# Task instructions:
Wherever the string "value" occurs in a line of these records, report that line.

===== Input data =====

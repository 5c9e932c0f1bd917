//! `brickd` – the brick controller daemon.
//!
//! 1. Loads `~/.brick/config.toml` (or the file given with `--config`),
//!    writing a default one on first start.
//! 2. Builds the brick from the hardware description it names.
//! 3. Serves the command and telemetry sockets until Ctrl-C or a script
//!    calls `quit`.

mod config;
mod controller;
mod telemetry_server;

use std::path::PathBuf;

use brick_hal::BrickConfig;
use colored::Colorize;
use tokio::sync::mpsc;
use tracing::{error, warn};

use crate::config::Config;
use crate::controller::Controller;

fn main() {
    // The tracer provider must outlive the runtime.
    let _telemetry = brick_runtime::init_tracing("brickd");

    print_banner();

    let config_path = match config_override(std::env::args().skip(1)) {
        Ok(path) => path.unwrap_or_else(config::config_path),
        Err(message) => {
            eprintln!("{}: {}", "Usage error".red(), message);
            eprintln!("  brickd [--config <path>]");
            std::process::exit(2);
        }
    };
    let cfg = load_config(&config_path);
    let hardware = load_hardware(&cfg);

    let runtime = match tokio::runtime::Runtime::new() {
        Ok(runtime) => runtime,
        Err(e) => {
            error!(error = %e, "cannot start async runtime");
            std::process::exit(1);
        }
    };

    let controller = match Controller::new(&cfg, hardware) {
        Ok(controller) => controller,
        Err(e) => {
            error!(error = %e, "cannot start brick");
            std::process::exit(1);
        }
    };

    // ── Ctrl-C handler ────────────────────────────────────────────────────
    let (interrupt_tx, mut interrupt_rx) = mpsc::unbounded_channel::<()>();
    if let Err(e) = ctrlc::set_handler(move || {
        println!();
        println!("{}", "⚠  Ctrl-C received – stopping the brick …".yellow().bold());
        let _ = interrupt_tx.send(());
    }) {
        warn!(error = %e, "failed to install Ctrl-C handler");
    }

    println!(
        "  Command socket on port {}",
        cfg.communicator_port.to_string().bold()
    );
    println!(
        "  Telemetry socket on port {}",
        cfg.telemetry_port.to_string().bold()
    );
    println!("  Scripts in {}", cfg.scripts_dir.display().to_string().dimmed());
    println!();

    let outcome = runtime.block_on(controller.run(async move {
        interrupt_rx.recv().await;
    }));
    match outcome {
        Ok(()) => println!("{}", "  ✓ Brick stopped.".green()),
        Err(e) => {
            error!(error = %e, "server failed");
            std::process::exit(1);
        }
    }
}

/// Parse `--config <path>` / `--config=<path>`; nothing else is accepted.
fn config_override(args: impl IntoIterator<Item = String>) -> Result<Option<PathBuf>, String> {
    let mut args = args.into_iter();
    let mut path = None;
    while let Some(arg) = args.next() {
        if arg == "--config" {
            let value = args
                .next()
                .ok_or_else(|| "--config needs a path".to_string())?;
            path = Some(PathBuf::from(value));
        } else if let Some(value) = arg.strip_prefix("--config=") {
            path = Some(PathBuf::from(value));
        } else {
            return Err(format!("unexpected argument {arg:?}"));
        }
    }
    Ok(path)
}

fn load_config(path: &std::path::Path) -> Config {
    match config::load_from(path) {
        Ok(Some(cfg)) => {
            println!("  Config loaded from {}", path.display().to_string().bold());
            cfg
        }
        Ok(None) => {
            let defaults = Config::default();
            match config::save_to(&defaults, path) {
                Ok(()) => println!(
                    "  Wrote default config to {}",
                    path.display().to_string().bold()
                ),
                Err(e) => warn!(error = %e, "cannot write default config"),
            }
            let mut cfg = defaults;
            config::apply_env_overrides(&mut cfg);
            cfg
        }
        Err(e) => {
            println!("{}: {}", "Config error".red(), e);
            println!("  Using default configuration.");
            let mut cfg = Config::default();
            config::apply_env_overrides(&mut cfg);
            cfg
        }
    }
}

/// A broken hardware file leaves the brick without devices rather than
/// refusing to start, so scripts can still be uploaded and fixed.
fn load_hardware(cfg: &Config) -> BrickConfig {
    let Some(path) = &cfg.hardware_config else {
        warn!("no hardware_config set; starting without devices");
        return BrickConfig::default();
    };
    match BrickConfig::load(path) {
        Ok(hardware) => hardware,
        Err(e) => {
            error!(path = %path.display(), error = %e, "hardware config rejected");
            BrickConfig::default()
        }
    }
}

fn print_banner() {
    println!();
    println!("{}", r#"   ___       _      __     "#.bold().cyan());
    println!("{}", r#"  / _ )____(_)____/ /__   "#.bold().cyan());
    println!("{}", r#" / _  / __/ / __/  '_/   "#.bold().cyan());
    println!("{}", r#"/____/_/ /_/\__/_/\_\    "#.bold().cyan());
    println!();
    println!(
        "  {} {}",
        "brickd".bold(),
        format!("v{}", env!("CARGO_PKG_VERSION")).dimmed()
    );
    println!("  Robot controller daemon");
    println!();
}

=====

# Exercise answer:
            let value = args
            path = Some(PathBuf::from(value));
        } else if let Some(value) = arg.strip_prefix("--config=") {
            path = Some(PathBuf::from(value));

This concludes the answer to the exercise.